The historical rabbit hole of the “Antinomian Controversy” is also helpful as yet another example of how story prevails over rules when it comes to thinking about what is “moral” or “ethical.” This “controversy” is the story of Anne Hutchinson vs. the Puritans of the Massachusetts Bay Colony. You can try to tell that story in a way that makes the Puritans technically correct, and Hutchinson technically unorthodox, but you’ll never manage to tell that story in a way that makes the Puritans come across as the Good Guys or that makes Hutchinson come across as the villain. (See also: Mary Dyer.)

What shall we say then? Get rid of all rules? Nah. Rules are OK, usually. They can be quite useful and practical, even necessary — particularly in contexts where we don’t have time to recite whole stories. But behind every rule there’s a story. And above every rule there’s a story. And the story matters more than any rule we use as a proxy or placeholder for it.

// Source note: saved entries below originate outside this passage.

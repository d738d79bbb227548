/*!
    Video stream selection.
*/

use ffmpeg_next::codec;
use ffmpeg_next::media;

use media_types::{CodecId, Error, Result};

use crate::input::UdpSource;

/**
    Codec configuration for the selected stream.

    An owned handle to the stream's codec parameters, carried from the
    demuxer to the decoder so the decode session can be configured without
    reaching back into the container.
*/
pub struct CodecConfig {
    parameters: codec::Parameters,
}

impl CodecConfig {
    /**
        Wrap codec parameters describing one stream.
    */
    pub fn new(parameters: codec::Parameters) -> Self {
        Self { parameters }
    }

    /**
        The FFmpeg codec id carried by these parameters.
    */
    pub fn codec_id(&self) -> codec::Id {
        self.parameters.id()
    }

    /**
        Consume the config, yielding the raw codec parameters.
    */
    pub fn into_parameters(self) -> codec::Parameters {
        self.parameters
    }
}

/**
    The selected video stream.
*/
pub struct SelectedStream {
    /// Index of the stream within the container.
    pub index: usize,
    /// Resolved codec identity.
    pub codec: CodecId,
    /// Codec parameters for opening a decode session.
    pub config: CodecConfig,
}

impl UdpSource {
    /**
        Select the first video stream of the probed container.

        Selection is deterministic and first-match — no quality or bitrate
        heuristic. Fails with [`Error::NoVideoStream`] if the container has no
        video stream, and with [`Error::DecoderUnavailable`] if no decoder is
        registered for the stream's codec.
    */
    pub fn select_video(&self) -> Result<SelectedStream> {
        let stream = self
            .input()
            .streams()
            .find(|s| s.parameters().medium() == media::Type::Video)
            .ok_or(Error::NoVideoStream)?;

        let parameters = stream.parameters();
        let id = parameters.id();
        let codec = codec_id_from_ffmpeg(id)
            .ok_or_else(|| Error::decoder_unavailable(format!("{id:?}").to_lowercase()))?;
        if ffmpeg_next::decoder::find(id).is_none() {
            return Err(Error::decoder_unavailable(codec.as_str()));
        }

        log::debug!("selected stream {} ({codec})", stream.index());
        Ok(SelectedStream {
            index: stream.index(),
            codec,
            config: CodecConfig::new(parameters),
        })
    }
}

/**
    Map an FFmpeg codec id into the pipeline's codec vocabulary.
*/
fn codec_id_from_ffmpeg(id: codec::Id) -> Option<CodecId> {
    match id {
        codec::Id::H264 => Some(CodecId::H264),
        codec::Id::HEVC => Some(CodecId::H265),
        codec::Id::MPEG1VIDEO => Some(CodecId::Mpeg1Video),
        codec::Id::MPEG2VIDEO => Some(CodecId::Mpeg2Video),
        codec::Id::MPEG4 => Some(CodecId::Mpeg4),
        codec::Id::VP8 => Some(CodecId::Vp8),
        codec::Id::VP9 => Some(CodecId::Vp9),
        codec::Id::AV1 => Some(CodecId::Av1),
        _ => None,
    }
}
/*!
    UDP transport-stream input for the castview media pipeline.

    This crate owns the passive datagram listener and the container demux
    layer. It binds a UDP port, probes the multiplexed stream, selects the
    video elementary stream, and hands out compressed access units one at a
    time without ever blocking indefinitely.

    # Example

    ```ignore
    use media_source::{Open, ReadOutcome, SourceConfig, UdpSource};

    let config = SourceConfig::new(5555);
    let mut source = loop {
        match UdpSource::open(&config)? {
            Open::Ready(source) => break source,
            // No producer on the wire yet — retry after a short delay.
            Open::AwaitingData => std::thread::sleep(config.read_timeout),
        }
    };

    let selected = source.select_video()?;
    loop {
        match source.read_unit(selected.index)? {
            ReadOutcome::Unit(unit) => decode(unit),
            ReadOutcome::WouldBlock => std::thread::sleep(RETRY_DELAY),
            ReadOutcome::EndOfStream => break,
        }
    }
    ```

    # Low latency

    The listener is opened with `fflags=nobuffer` and `flags=low_delay` so the
    demux layer never holds data back to build a buffer, and with a protocol
    read timeout so no native call blocks longer than
    [`SourceConfig::read_timeout`]. "No data right now" surfaces as
    [`ReadOutcome::WouldBlock`] (or [`Open::AwaitingData`] during the probe),
    never as an error.
*/

mod config;
mod input;
mod select;

pub use config::{DEFAULT_PORT, SourceConfig};
pub use input::{AccessUnit, Open, ReadOutcome, UdpSource, init};
pub use select::{CodecConfig, SelectedStream};
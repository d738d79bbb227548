/*!
    Background pipeline worker.
*/

use std::thread::sleep;
use std::time::Duration;

use media_decode::{DecoderOpen, VideoDecoder};
use media_source::{Open, ReadOutcome, SourceConfig, UdpSource};
use media_transform::ColorConverter;
use media_types::{Error, Result};

use crate::controller::Shared;

/// Delay before retrying a read that would block.
const RETRY_DELAY: Duration = Duration::from_millis(4);
/// Delay before re-probing a wire with no stream on it.
const PROBE_RETRY_DELAY: Duration = Duration::from_millis(50);

/**
    Worker entry point: runs one session from construction to teardown.
*/
pub(crate) fn run(shared: &Shared, port: u16) {
    log::debug!("pipeline worker started for udp port {port}");
    let result = run_session(shared, port);
    // run_session returns only after its native resources are dropped, so
    // the state transition below is never observable while they are alive.
    match &result {
        Ok(()) => log::debug!("pipeline worker stopped"),
        Err(e) => log::error!("pipeline session failed: {e}"),
    }
    shared.finish(result);
}

/**
    One stream session.

    Field order is load-bearing: drop order is the reverse of construction
    order (converter, then decoder, then source).
*/
struct ActiveSession {
    converter: ColorConverter,
    decoder: VideoDecoder,
    source: UdpSource,
}

fn run_session(shared: &Shared, port: u16) -> Result<()> {
    let config = SourceConfig::new(port);

    let mut session = loop {
        if shared.cancelled() {
            return Ok(());
        }
        match build_session(&config)? {
            Some(session) => break session,
            None => {
                // Nothing on the wire yet. The listener itself is fine, so
                // the pipeline counts as running while it waits for a
                // producer to appear.
                shared.enter_running();
                sleep(PROBE_RETRY_DELAY);
            }
        }
    };
    shared.enter_running();

    let stream_index = session.decoder.session().stream_index;
    loop {
        if shared.cancelled() {
            return Ok(());
        }
        match session.source.read_unit(stream_index)? {
            ReadOutcome::Unit(unit) => {
                session.decoder.submit(&unit)?;
                for frame in session.decoder.drain() {
                    let display = session.converter.convert(&frame?)?;
                    shared.publish(display);
                }
            }
            ReadOutcome::WouldBlock => sleep(RETRY_DELAY),
            ReadOutcome::EndOfStream => return Err(Error::EndOfStream),
        }
    }
}

/**
    Attempt to build a full session: listener, probe, selection, decoder,
    converter.

    `Ok(None)` means the wire has not yet revealed a usable stream — retry
    later. Any `Err` is a genuine construction failure and fatal.
*/
fn build_session(config: &SourceConfig) -> Result<Option<ActiveSession>> {
    let source = match UdpSource::open(config)? {
        Open::Ready(source) => source,
        Open::AwaitingData => return Ok(None),
    };

    let selected = source.select_video()?;
    let decoder = match VideoDecoder::open(selected, config.port)? {
        DecoderOpen::Ready(decoder) => decoder,
        // The probe returned before the stream revealed its geometry; drop
        // the source and probe again.
        DecoderOpen::AwaitingParameters => return Ok(None),
    };

    let stream = decoder.session();
    let converter = ColorConverter::open(stream.width, stream.height, stream.source_format)?;

    log::info!(
        "session established: stream {} {} {}x{} {}",
        stream.stream_index,
        stream.codec,
        stream.width,
        stream.height,
        stream.source_format,
    );
    Ok(Some(ActiveSession {
        converter,
        decoder,
        source,
    }))
}
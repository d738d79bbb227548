/*!
    Video decoding for the castview media pipeline.

    This crate turns compressed access units into raw decoded frames. The
    decode session is configured for live viewing: frames are emitted as soon
    as they are decodable rather than batched for reordering, and
    non-conforming input is decoded permissively rather than rejected.

    # Example

    ```ignore
    use media_decode::{DecoderOpen, VideoDecoder};

    let mut decoder = match VideoDecoder::open(selected, port)? {
        DecoderOpen::Ready(decoder) => decoder,
        DecoderOpen::AwaitingParameters => return reprobe(),
    };

    decoder.submit(&unit)?;
    for frame in decoder.drain() {
        let frame = frame?;
        // Convert and publish
    }
    ```

    # Error policy

    A corrupted access unit or an undecodable frame is a per-frame problem:
    it is logged and absorbed, and decoding continues with the next unit.
    Only session-level failures (corrupted codec state, decoder shutdown)
    surface as errors.
*/

mod video;

pub use video::{DecodedFrame, DecoderOpen, Drain, VideoDecoder};
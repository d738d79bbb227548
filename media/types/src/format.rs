/*!
    Pixel format types.
*/

use std::fmt;

/**
    Video pixel formats.

    This is a subset of formats commonly produced by software video decoders,
    plus the fixed display format the pipeline converts into. Not all FFmpeg
    pixel formats are represented.
*/
#[derive(Clone, Copy, Debug, PartialEq, Eq, Hash)]
#[non_exhaustive]
pub enum PixelFormat {
    /// Planar YUV 4:2:0, 12bpp (most common video format)
    Yuv420p,
    /// Planar YUV 4:2:0, full range (JPEG-style)
    Yuvj420p,
    /// Semi-planar YUV 4:2:0, 12bpp (common hardware decoder output)
    Nv12,
    /// Planar YUV 4:2:2, 16bpp
    Yuv422p,
    /// Planar YUV 4:4:4, 24bpp
    Yuv444p,
    /// Planar YUV 4:2:0, 10-bit (HDR content)
    Yuv420p10,
    /// Packed ARGB, 32bpp, alpha first — the fixed display format
    Argb,
}

impl PixelFormat {
    /**
        Returns true if this is a planar format.
    */
    pub const fn is_planar(self) -> bool {
        match self {
            Self::Yuv420p
            | Self::Yuvj420p
            | Self::Yuv422p
            | Self::Yuv444p
            | Self::Yuv420p10 => true,
            Self::Nv12 => true, // semi-planar counts as planar
            Self::Argb => false,
        }
    }

    /**
        Returns true if this format stores chroma at reduced resolution and
        therefore requires upsampling during display conversion.
    */
    pub const fn is_chroma_subsampled(self) -> bool {
        matches!(
            self,
            Self::Yuv420p | Self::Yuvj420p | Self::Nv12 | Self::Yuv422p | Self::Yuv420p10
        )
    }

    /**
        Returns true if this is the fixed display format.
    */
    pub const fn is_display(self) -> bool {
        matches!(self, Self::Argb)
    }
}

impl fmt::Display for PixelFormat {
    fn fmt(&self, f: &mut fmt::Formatter<'_>) -> fmt::Result {
        let name = match self {
            Self::Yuv420p => "yuv420p",
            Self::Yuvj420p => "yuvj420p",
            Self::Nv12 => "nv12",
            Self::Yuv422p => "yuv422p",
            Self::Yuv444p => "yuv444p",
            Self::Yuv420p10 => "yuv420p10",
            Self::Argb => "argb",
        };
        f.write_str(name)
    }
}

#[cfg(test)]
mod tests {
    use super::*;

    #[test]
    fn planar_formats() {
        assert!(PixelFormat::Yuv420p.is_planar());
        assert!(PixelFormat::Nv12.is_planar());
        assert!(!PixelFormat::Argb.is_planar());
    }

    #[test]
    fn chroma_subsampling() {
        assert!(PixelFormat::Yuv420p.is_chroma_subsampled());
        assert!(PixelFormat::Yuv422p.is_chroma_subsampled());
        assert!(!PixelFormat::Yuv444p.is_chroma_subsampled());
        assert!(!PixelFormat::Argb.is_chroma_subsampled());
    }

    #[test]
    fn display_format() {
        assert!(PixelFormat::Argb.is_display());
        assert!(!PixelFormat::Yuv420p.is_display());
    }

    #[test]
    fn display_names() {
        assert_eq!(format!("{}", PixelFormat::Yuv420p), "yuv420p");
        assert_eq!(format!("{}", PixelFormat::Argb), "argb");
    }
}
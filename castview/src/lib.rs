/*!
    Low-latency UDP video stream viewer core.

    `castview` receives a live MPEG-TS multiplexed video elementary stream
    over UDP, decodes it frame by frame with low-delay semantics, converts
    each frame to packed alpha-first ARGB, and publishes frames through a
    single-slot "latest frame wins" register for a UI to poll. It tolerates
    datagram loss, stream absence and per-frame decode errors — the pipeline
    degrades, it does not crash.

    # Example

    ```ignore
    use castview::{DEFAULT_PORT, Pipeline};

    let pipeline = Pipeline::new();
    pipeline.start(DEFAULT_PORT);

    // On the render path:
    if let Some(frame) = pipeline.current_frame() {
        draw_argb(&frame.data, frame.width, frame.height, frame.stride);
    }

    // Fatal errors arrive asynchronously, at most once per session:
    if let Ok(error) = pipeline.errors().try_recv() {
        show_message(error.kind(), &error.to_string());
        // A fresh start() clears the error state.
    }

    pipeline.stop();
    ```

    # Architecture

    One dedicated worker thread per session runs the whole
    receive → demux → decode → convert → publish chain:

    - [`media_source`] binds the UDP listener, demuxes the container and
      selects the video elementary stream,
    - [`media_decode`] owns the low-delay codec session,
    - [`media_transform`] converts decoded frames to the display format,
    - [`FrameSlot`] hands the freshest frame to the consumer without
      queueing or back-pressure.

    `start`, `stop` and `current_frame` are callable from any thread,
    including a UI thread, without blocking on the worker. Stopping is
    cooperative: the worker notices the request at its next loop iteration
    or retry point, releases its native resources in reverse construction
    order, and drives the state back to [`PipelineState::Idle`].
*/

mod controller;
mod publisher;
mod worker;

pub use controller::{DEFAULT_PORT, Pipeline};
pub use publisher::FrameSlot;

pub use media_source::init;
pub use media_types::{
    CodecId, DisplayFrame, Error, ErrorKind, PipelineState, PixelFormat, Result, StreamSession,
};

Of that story in John 8 Hart says, “it is a tale that in a sense refuses to leave us with any exact rule regard­ing any particular ethical situation, much less any single rule for all analogous situations.”

That would be much simpler. Just give us some “exact rules” for particular situations or, easier yet, a “single rule for all analogous situations.” But trying to construct, and abide by, and enforce such rules tends to turn us into the kind of people who want to stone women or to banish them from the colony or to hang them on the Boston Commons. Elevating rules, in other words, tends to turn us into the Bad Guys in whatever story we’re in.

If you still feel you want or need rules, here’s a good rule of thumb: Try not to be the Bad Guy in whatever story you’re in.

Or, in other words, “Love, and do what you will.” Because love is the fulfillment of the rules. (And it’s got panache.)